I wouldn't recommend bidpay/auctionpayments.com myself. I paid for an auction for the first time with bidpay (now auctionpayments.com) the friday after Thanksgiving. Very horrible experience. After 3 days, they still hadn't approved the money order. So I used their contact form to try to find out what the hold-up was. 2 days later, still no answer. I sent another email. No answer. I sent another 2 days later. Nothing. I kept trying to contact them every other day or so. No other way to contact them is on their web site. No phone number, etc... Finally, after 10 days, I did a search on usenet and found this isn't an isolated problem. Also found a 1-800-350-5952 number someone posted in one of the threads on how to contact them by phone. Finally after calling them and getting a "we are experiencing a really busy holiday season" excuse, the money order was approved and sent out that day.

Stay far away from bidpay.com/auctionpayments.com if you can help it!


----------



## Cyclone (Jul 1, 2002)

Well things are begining to pick up today. No new bids since Wednesday, but I did get two inquiries to sell it now.



> hey i was wondering how much you wanted for this item? Can you end it early, i can be the high bidder but ill send you the quoted price via paypal. This way i can send you payment via paypal and have it shiped out today 2-3 days priority usps in order to get it in time for christmas. let me know Thank you


and



> PLEASE HELP I NEED TO BUY A 7100 FOR A RESTAURANT IN BERMUDA DO YOU HAVE A SELL PRICE? ALSO HAS THE UNIT BEEN USED AT ALL IN THE PAST? IS THE CARD WITH THE UNIT THE CARD IT CAME WITH ? THANKS


I politely declined both offers and I hope the bidding picks up towards the close of the auction.


----------



## Cyclone (Jul 1, 2002)

Well, the bidding finally ended.
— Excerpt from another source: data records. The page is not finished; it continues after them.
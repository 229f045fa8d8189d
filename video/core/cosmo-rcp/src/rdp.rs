use log::{debug, trace};
use thiserror::Error;
use crate::command::{Command, CycleType, ImageDesc, LoadArea, OtherModes, PixelSize, Scissor, TexRect, TexelFormat, TileDesc};
use crate::memory::{Rdram, RdramError};
use crate::tmem::{Tmem, TMEM_SIZE, TMEM_TEXTURE_HALF};

#[derive(Copy, Clone, Debug, PartialEq, Eq, Error)]
pub enum RdpError {
    #[error("unknown rdp opcode 0x{0:02X}")]
    UnknownOpcode(u8),
    /// A multi-word command ran past the end of the list.
    #[error("command 0x{opcode:02X} truncated")]
    Truncated { opcode: u8 },
    #[error("unsupported {0}")]
    Unsupported(&'static str),
    #[error("tmem overflow: {len} bytes at offset {offset}")]
    TmemOverflow { offset: usize, len: usize },
    #[error("draw with no color image attached")]
    NoColorImage,
    #[error("load with no texture image set")]
    NoTextureImage,
    #[error(transparent)]
    Memory(#[from] RdramError),
}

/// Software interpreter for the subset of RDP commands the video port emits.
#[derive(Debug)]
pub struct SoftRdp {
    tmem: Tmem,
    tiles: [TileDesc; 8],
    texture_image: Option<ImageDesc>,
    color_image: Option<ImageDesc>,
    modes: OtherModes,
    scissor: Scissor,
    sync_full: u64,
    pixels: u64,
}

impl Default for SoftRdp {
    fn default() -> Self {
        Self::new()
    }
}

impl SoftRdp {
    pub fn new() -> Self {
        Self {
            tmem: Tmem::default(),
            tiles: [TileDesc::default(); 8],
            texture_image: None,
            color_image: None,
            modes: OtherModes::empty(),
            scissor: Scissor { xh: 0, yh: 0, xl: 0, yl: 0 },
            sync_full: 0,
            pixels: 0,
        }
    }

    pub fn tmem(&self) -> &Tmem {
        &self.tmem
    }

    pub fn other_modes(&self) -> OtherModes {
        self.modes
    }

    /// Number of SyncFull commands retired so far.
    pub fn sync_full_count(&self) -> u64 {
        self.sync_full
    }

    pub fn pixels_written(&self) -> u64 {
        self.pixels
    }

    pub fn execute<R: Rdram + ?Sized>(&mut self, rdram: &mut R, words: &[u64]) -> Result<(), RdpError> {
        let mut pc = 0;
        while pc < words.len() {
            let (cmd, used) = Command::decode(&words[pc..])?;
            trace!(target: "rdp", "{:04}: {:?}", pc, cmd);
            self.apply(rdram, cmd)?;
            pc += used;
        }
        Ok(())
    }

    fn apply<R: Rdram + ?Sized>(&mut self, rdram: &mut R, cmd: Command) -> Result<(), RdpError> {
        match cmd {
            Command::SyncPipe | Command::SyncTile | Command::SyncLoad => {}
            Command::SyncFull => {
                self.sync_full += 1;
                debug!(target: "rdp", "sync full #{}, {} pixels written", self.sync_full, self.pixels);
            }
            Command::SetOtherModes(modes) => self.modes = modes,
            Command::SetScissor(scissor) => self.scissor = scissor,
            Command::SetColorImage(image) => {
                if image.format != TexelFormat::Rgba || image.size != PixelSize::Bits16 {
                    return Err(RdpError::Unsupported("color image format"))
                }
                self.color_image = Some(image);
            }
            Command::SetTextureImage(image) => self.texture_image = Some(image),
            Command::SetTile(tile) => self.tiles[tile.tile as usize & 7] = tile,
            Command::LoadTile(area) => self.load_tile(rdram, area)?,
            Command::LoadTlut(area) => self.load_tlut(rdram, area)?,
            Command::TextureRectangle(rect) => self.texture_rectangle(rdram, rect)?,
        }
        Ok(())
    }

    fn load_tile<R: Rdram + ?Sized>(&mut self, rdram: &R, area: LoadArea) -> Result<(), RdpError> {
        let image = self.texture_image.ok_or(RdpError::NoTextureImage)?;
        let tile = self.tiles[area.tile as usize & 7];

        let (s0, t0) = ((area.sl >> 2) as usize, (area.tl >> 2) as usize);
        let (s1, t1) = ((area.sh >> 2) as usize, (area.th >> 2) as usize);
        if s1 < s0 || t1 < t0 {
            return Ok(())
        }

        let bpp = image.size.bytes() as usize;
        let row_bytes = (s1 - s0 + 1) * bpp;
        let rows = t1 - t0 + 1;
        let line_bytes = tile.line as usize * 8;
        let base = tile.tmem as usize * 8;

        if rows > 1 && line_bytes < row_bytes {
            return Err(RdpError::Unsupported("tile line shorter than the loaded row"))
        }

        let limit = if self.modes.contains(OtherModes::ENABLE_TLUT) { TMEM_TEXTURE_HALF } else { TMEM_SIZE };
        let end = base + (rows - 1) * line_bytes + row_bytes;
        if end > limit {
            return Err(RdpError::TmemOverflow { offset: base, len: end - base })
        }

        let mut row = [0u8; TMEM_SIZE];
        for t in t0..=t1 {
            let addr = image.addr as usize + (t * image.width as usize + s0) * bpp;
            rdram.read(addr as u32, &mut row[..row_bytes])?;
            self.tmem.write(base + (t - t0) * line_bytes, &row[..row_bytes]);
        }

        trace!(target: "rdp", "load tile {}: {}x{} texels to tmem ${:03X}", area.tile, s1 - s0 + 1, rows, base);
        Ok(())
    }

    fn load_tlut<R: Rdram + ?Sized>(&mut self, rdram: &R, area: LoadArea) -> Result<(), RdpError> {
        let image = self.texture_image.ok_or(RdpError::NoTextureImage)?;
        let tile = self.tiles[area.tile as usize & 7];

        let (first, last) = ((area.sl >> 2) as usize, (area.sh >> 2) as usize);
        if last < first {
            return Ok(())
        }

        let count = last - first + 1;
        let base = tile.tmem as usize * 8;
        if base < TMEM_TEXTURE_HALF || base + count * 8 > TMEM_SIZE {
            return Err(RdpError::TmemOverflow { offset: base, len: count * 8 })
        }

        let entry0 = (base - TMEM_TEXTURE_HALF) / 8;
        for i in 0..count {
            let color = rdram.read_u16(image.addr + ((first + i) * 2) as u32)?;
            self.tmem.write_tlut_entry((entry0 + i) as u8, color);
        }

        trace!(target: "rdp", "load tlut: {} entries at entry {}", count, entry0);
        Ok(())
    }

    fn lookup(&self, palette: u8, index: u8) -> Result<u16, RdpError> {
        if !self.modes.contains(OtherModes::ENABLE_TLUT) {
            return Err(RdpError::Unsupported("color-indexed texels without tlut"))
        }
        Ok(self.tmem.tlut_entry((palette << 4) | (index & 0x0F)))
    }

    fn texel(&self, tile: &TileDesc, s: i32, t: i32) -> Result<u16, RdpError> {
        let (s, t) = (s.max(0) as usize, t.max(0) as usize);
        let row = tile.tmem as usize * 8 + t * tile.line as usize * 8;

        match (tile.format, tile.size) {
            (TexelFormat::ColorIndex, PixelSize::Bits8) => self.lookup(tile.palette, self.tmem.byte(row + s)),
            (TexelFormat::ColorIndex, PixelSize::Bits4) => {
                let b = self.tmem.byte(row + s / 2);
                let index = if s % 2 == 0 { b >> 4 } else { b & 0x0F };
                self.lookup(tile.palette, index)
            }
            (TexelFormat::Rgba, PixelSize::Bits16) => Ok(self.tmem.read_u16(row + s * 2)),
            _ => Err(RdpError::Unsupported("texel format")),
        }
    }

    fn texture_rectangle<R: Rdram + ?Sized>(&mut self, rdram: &mut R, rect: TexRect) -> Result<(), RdpError> {
        let image = self.color_image.ok_or(RdpError::NoColorImage)?;
        let tile = self.tiles[rect.tile as usize & 7];

        let (x0, y0) = ((rect.xh >> 2) as i32, (rect.yh >> 2) as i32);
        // copy mode includes the lower-right edge and walks one texel per pixel
        let (x1, y1, s_step) = match self.modes.cycle_type() {
            CycleType::Copy => ((rect.xl >> 2) as i32 + 1, (rect.yl >> 2) as i32 + 1, 1 << 10),
            CycleType::OneCycle => ((rect.xl >> 2) as i32, (rect.yl >> 2) as i32, rect.dsdx as i32),
            _ => return Err(RdpError::Unsupported("cycle type")),
        };
        let t_step = rect.dtdy as i32;

        let clip_x0 = (self.scissor.xh >> 2) as i32;
        let clip_y0 = (self.scissor.yh >> 2) as i32;
        let clip_x1 = ((self.scissor.xl >> 2) as i32).min(image.width as i32);
        let clip_y1 = (self.scissor.yl >> 2) as i32;

        let s_base = (rect.s as i32) << 5;
        let t_base = (rect.t as i32) << 5;

        for y in y0.max(clip_y0)..y1.min(clip_y1) {
            let t = (t_base + (y - y0) * t_step) >> 10;
            let line = image.addr + (y as u32 * image.width as u32) * 2;

            for x in x0.max(clip_x0)..x1.min(clip_x1) {
                let s = (s_base + (x - x0) * s_step) >> 10;
                let color = self.texel(&tile, s, t)?;
                rdram.write_u16(line + x as u32 * 2, color)?;
                self.pixels += 1;
            }
        }

        Ok(())
    }
}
Winning price $375.


----------



## Nick (Apr 23, 2002)

Thanks for the reports, Cyclone. I have 2 7200s I will be selling for more than twice what I paid for them. Wish my other investments had more than doubled in three years. 

For all the 'bad-mouthing" the DPs have received, mine have performed well and I really hate to part with them. Maybe when I get the 921 it will help me get over them.


----------



## hikerak (Jan 8, 2003)

I Just sold My 7100 on ebay for $335.00. This will be part of my new T.V. account. Thanks for all of the info on the cards and such. 

Matt


----------



## Chris Blount (Jun 22, 2001)

Cyclone said:


> Well, the bidding finally ended. Winning price $375.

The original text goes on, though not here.